Protractor Angleiron is, these days, best known in the UK as a former leading member of the International Cheese Brigade (ICB). This was one of the most notorious terrorist organisations of the 1970s. This group were particularly responsible for the infamous Dutch Edam Hostage Siege of 1973 and the Red Leicester bombings the year after. It was the ICB, of course, who demanded full human rights for all cheeses. They also demanded protected status for other dairy products during the heyday of what was then known as the EEC’s butter mountain.
Angleiron and his comrades were first radicalised into cheese extremism by that very butter mountain bought in by the community’s Common Agricultural Policy. A scheme designed to prevent French farmers setting fire to things every now and then.
Up until that time, Angleiron was an amateur mountaineer who wanted to climb every famous peak in Europe and so, naturally, was very keen to get his crampons stuck into the butter mountain.
However, such is the notoriously tardy European bureaucracy; it took far too long for them to issue Angleiron’s butter mountaineering licence.

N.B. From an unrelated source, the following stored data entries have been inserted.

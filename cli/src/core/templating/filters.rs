//! Text transforms registered on every blueprint's Tera instance.
//!
//! Case conversions split their input into words on any non-alphanumeric
//! character and on lower-to-upper transitions, so `my-app`, `my_app`,
//! `MyApp` and `myApp` all convert the same way.
//!
//! `default_if_empty` replaces a blank string, an empty list or `null`.
//! For a variable that was never set at all, use Tera's own `default`
//! filter, which is the only filter allowed on undefined values.

use std::collections::HashMap;
use tera::{Tera, Value};

pub fn register(tera: &mut Tera) {
    tera.register_filter("snake_case", snake_case);
    tera.register_filter("kebab_case", kebab_case);
    tera.register_filter("camel_case", camel_case);
    tera.register_filter("pascal_case", pascal_case);
    tera.register_filter("default_if_empty", default_if_empty);
}

fn words(input: &str) -> Vec<String> {
    let mut words = Vec::new();
    let mut current = String::new();
    let mut prev: Option<char> = None;

    for c in input.chars() {
        if !c.is_alphanumeric() {
            if !current.is_empty() {
                words.push(std::mem::take(&mut current));
            }
            prev = None;
            continue;
        }
        if let Some(p) = prev {
            if c.is_uppercase() && (p.is_lowercase() || p.is_ascii_digit()) && !current.is_empty() {
                words.push(std::mem::take(&mut current));
            }
        }
        current.push(c);
        prev = Some(c);
    }
    if !current.is_empty() {
        words.push(current);
    }
    words
}

fn capitalize(word: &str) -> String {
    let mut chars = word.chars();
    match chars.next() {
        Some(first) => first.to_uppercase().chain(chars.flat_map(char::to_lowercase)).collect(),
        None => String::new(),
    }
}

pub fn to_snake_case(input: &str) -> String {
    words(input)
        .iter()
        .map(|w| w.to_lowercase())
        .collect::<Vec<_>>()
        .join("_")
}

pub fn to_kebab_case(input: &str) -> String {
    words(input)
        .iter()
        .map(|w| w.to_lowercase())
        .collect::<Vec<_>>()
        .join("-")
}

pub fn to_camel_case(input: &str) -> String {
    words(input)
        .iter()
        .enumerate()
        .map(|(i, w)| if i == 0 { w.to_lowercase() } else { capitalize(w) })
        .collect()
}

pub fn to_pascal_case(input: &str) -> String {
    words(input).iter().map(|w| capitalize(w)).collect()
}

fn text<'a>(filter: &str, value: &'a Value) -> tera::Result<&'a str> {
    value.as_str().ok_or_else(|| {
        tera::Error::msg(format!(
            "Filter `{}` was used on a value that is not a string: {}",
            filter, value
        ))
    })
}

fn snake_case(value: &Value, _: &HashMap<String, Value>) -> tera::Result<Value> {
    Ok(Value::String(to_snake_case(text("snake_case", value)?)))
}

fn kebab_case(value: &Value, _: &HashMap<String, Value>) -> tera::Result<Value> {
    Ok(Value::String(to_kebab_case(text("kebab_case", value)?)))
}

fn camel_case(value: &Value, _: &HashMap<String, Value>) -> tera::Result<Value> {
    Ok(Value::String(to_camel_case(text("camel_case", value)?)))
}

fn pascal_case(value: &Value, _: &HashMap<String, Value>) -> tera::Result<Value> {
    Ok(Value::String(to_pascal_case(text("pascal_case", value)?)))
}

fn default_if_empty(value: &Value, args: &HashMap<String, Value>) -> tera::Result<Value> {
    let fallback = args.get("value").ok_or_else(|| {
        tera::Error::msg("Filter `default_if_empty` expected an arg called `value`")
    })?;
    let empty = match value {
        Value::Null => true,
        Value::String(s) => s.trim().is_empty(),
        Value::Array(items) => items.is_empty(),
        _ => false,
    };
    Ok(if empty { fallback.clone() } else { value.clone() })
}

#[cfg(test)]
mod tests {
    use super::*;
    use serde_json::json;

    #[test]
    fn test_case_conversions() {
        assert_eq!(to_snake_case("my-awesome-app"), "my_awesome_app");
        assert_eq!(to_snake_case("MyService"), "my_service");
        assert_eq!(to_kebab_case("user_profile Api"), "user-profile-api");
        assert_eq!(to_camel_case("my-awesome-app"), "myAwesomeApp");
        assert_eq!(to_camel_case("UserID"), "userId");
        assert_eq!(to_pascal_case("user_id"), "UserId");
        assert_eq!(to_pascal_case("order2Go"), "Order2Go");
        assert_eq!(to_snake_case(""), "");
    }

    #[test]
    fn test_default_if_empty() {
        let mut args = HashMap::new();
        args.insert("value".to_string(), json!("fallback"));

        assert_eq!(default_if_empty(&json!(""), &args).unwrap(), json!("fallback"));
        assert_eq!(default_if_empty(&json!("  "), &args).unwrap(), json!("fallback"));
        assert_eq!(default_if_empty(&json!([]), &args).unwrap(), json!("fallback"));
        assert_eq!(default_if_empty(&json!("set"), &args).unwrap(), json!("set"));
        assert_eq!(default_if_empty(&json!(false), &args).unwrap(), json!(false));
        assert!(default_if_empty(&json!(""), &HashMap::new()).is_err());
    }

    #[test]
    fn test_case_filter_rejects_non_strings() {
        assert!(snake_case(&json!(42), &HashMap::new()).is_err());
    }
}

It was while waiting for the licence to be granted that Angleiron first became aware of the complete lack of human rights allowed to all dairy products. All cheeses were especially denied trial by jury should they be involved in any capital cases. Angleiron took his cue from the then-nascent Animal Rights movement, then seeking full human rights for anything from a mollusc upwards. Of course, many European politicians, especially those in the European parliament were very sceptical about animals’ rights. A view often shared by many in the national parliaments as well. They feared for the very safety of their own jobs should slugs and snails, for example, be granted full human rights. The politicians knew from Europe-wide polling than many of their voters considered slugs, snail and other vermin to be much more deserving of their vote than the current incumbents of any parliament in Europe.
However, for Angleiron himself, the fate of mere animals paled into insignificance. Especially so when he discovered that Frederick Engels had deliberately suppressed a chapter of Marx’s communist manifesto. That section dealt specifically with the way that capitalists appropriated all the best cheese for themselves. Thereby denying the working class, as Marx put it, ‘the full cheese value of his labour.’ Engels had argued at the time that a total cheese revolution would be too radical a stance for a successful communist takeover of the West. In particular one where each worker would get ‘his full share of cheese, each according to his needs’ Of course, history had proved Engels right and Marx wrong.

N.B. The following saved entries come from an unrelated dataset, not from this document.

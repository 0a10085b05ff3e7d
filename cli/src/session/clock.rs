//! Time sources for the session store.

use chrono::{DateTime, Duration, Utc};
use std::sync::{Mutex, PoisonError};

pub trait Clock: Send + Sync {
    fn now(&self) -> DateTime<Utc>;
}

/// Wall-clock time.
#[derive(Debug, Clone, Copy, Default)]
pub struct SystemClock;

impl Clock for SystemClock {
    fn now(&self) -> DateTime<Utc> {
        Utc::now()
    }
}

/// A clock that only moves when told to.
#[derive(Debug)]
pub struct ManualClock {
    now: Mutex<DateTime<Utc>>,
}

impl ManualClock {
    pub fn new(start: DateTime<Utc>) -> Self {
        Self {
            now: Mutex::new(start),
        }
    }

    pub fn advance(&self, by: Duration) {
        let mut now = self.now.lock().unwrap_or_else(PoisonError::into_inner);
        *now += by;
    }
}

impl Default for ManualClock {
    fn default() -> Self {
        Self::new(Utc::now())
    }
}

impl Clock for ManualClock {
    fn now(&self) -> DateTime<Utc> {
        *self.now.lock().unwrap_or_else(PoisonError::into_inner)
    }
}

#[cfg(test)]
mod tests {
    use super::*;

    #[test]
    fn test_manual_clock_advances() {
        let clock = ManualClock::default();
        let start = clock.now();
        clock.advance(Duration::seconds(90));
        assert_eq!(clock.now() - start, Duration::seconds(90));
    }
}
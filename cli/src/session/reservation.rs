//! # In-Flight Generation Ids
//!
//! File: cli/src/session/reservation.rs
//!
//! ## Overview
//!
//! A generation id belongs to one request from the moment that request is
//! accepted until its artifact is stored (or the request fails). The
//! session store only knows about finished artifacts, so the ids of
//! generations still rendering are tracked here.
//!
//! [`InFlight::claim`] hands out a [`Claim`] guard; dropping the guard
//! releases the id. Callers keep the guard alive across
//! [`SessionStore::put`](super::SessionStore::put), so an id is never free
//! between "rendering" and "stored".
//!
use super::store::SessionStore;
use crate::core::error::{ForgeError, ForgeResult};
use crate::core::id::GenerationId;
use std::collections::HashSet;
use std::sync::{Arc, Mutex, MutexGuard, PoisonError};
use tracing::debug;

type IdSet = Arc<Mutex<HashSet<GenerationId>>>;

fn lock(ids: &IdSet) -> MutexGuard<'_, HashSet<GenerationId>> {
    ids.lock().unwrap_or_else(PoisonError::into_inner)
}

/// Ids of the generations currently running. Cheap to clone.
#[derive(Clone, Default)]
pub struct InFlight {
    ids: IdSet,
}

impl InFlight {
    pub fn new() -> Self {
        Self::default()
    }

    /// # Claim Generation Id (`claim`)
    ///
    /// Reserves `id` for one generation.
    ///
    /// ## Errors
    ///
    /// `GenerationIdInUse` if another running generation holds `id`, or if
    /// `store` holds an active artifact under it.
    pub fn claim(&self, id: GenerationId, store: &SessionStore) -> ForgeResult<Claim> {
        let mut ids = lock(&self.ids);
        if ids.contains(&id) || store.is_reserved(id) {
            return Err(ForgeError::GenerationIdInUse { id: id.to_string() });
        }
        ids.insert(id);
        debug!(generation_id = %id, "Generation id claimed");
        Ok(Claim {
            ids: Arc::clone(&self.ids),
            id,
        })
    }

    pub fn contains(&self, id: GenerationId) -> bool {
        lock(&self.ids).contains(&id)
    }

    pub fn len(&self) -> usize {
        lock(&self.ids).len()
    }

    pub fn is_empty(&self) -> bool {
        lock(&self.ids).is_empty()
    }
}

/// Holds a generation id until dropped.
#[derive(Debug)]
pub struct Claim {
    ids: IdSet,
    id: GenerationId,
}

impl Claim {
    pub fn id(&self) -> GenerationId {
        self.id
    }
}

impl Drop for Claim {
    fn drop(&mut self) {
        lock(&self.ids).remove(&self.id);
    }
}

However, such was the abundance of cheese available in the West, Angleiron thought, that a full cheese revolution would now be possible. Apart from in America, of course, which had always had a deep suspicion of European cheeses and their ties to radical left-wing politics. Angleiron claimed that the working class were long kept in a state of false consciousness by their lack of access to the best cheeses. He claimed they would need a leader to take then forward into the bright new dawn of cheese for every worker, each according to his needs.
However, unfortunately for the great cheese revolution though, Angleiron was offered a job as a politics lecturer in an English polytechnic college. A place where he knew the revolution would begin when the students, realising their lack of cheeses, would overthrow the local cheese hegemony. All Angleiron needed to do was wait. So he disbanded the ICB confident that the revolution was soon about to begin.
He is still waiting.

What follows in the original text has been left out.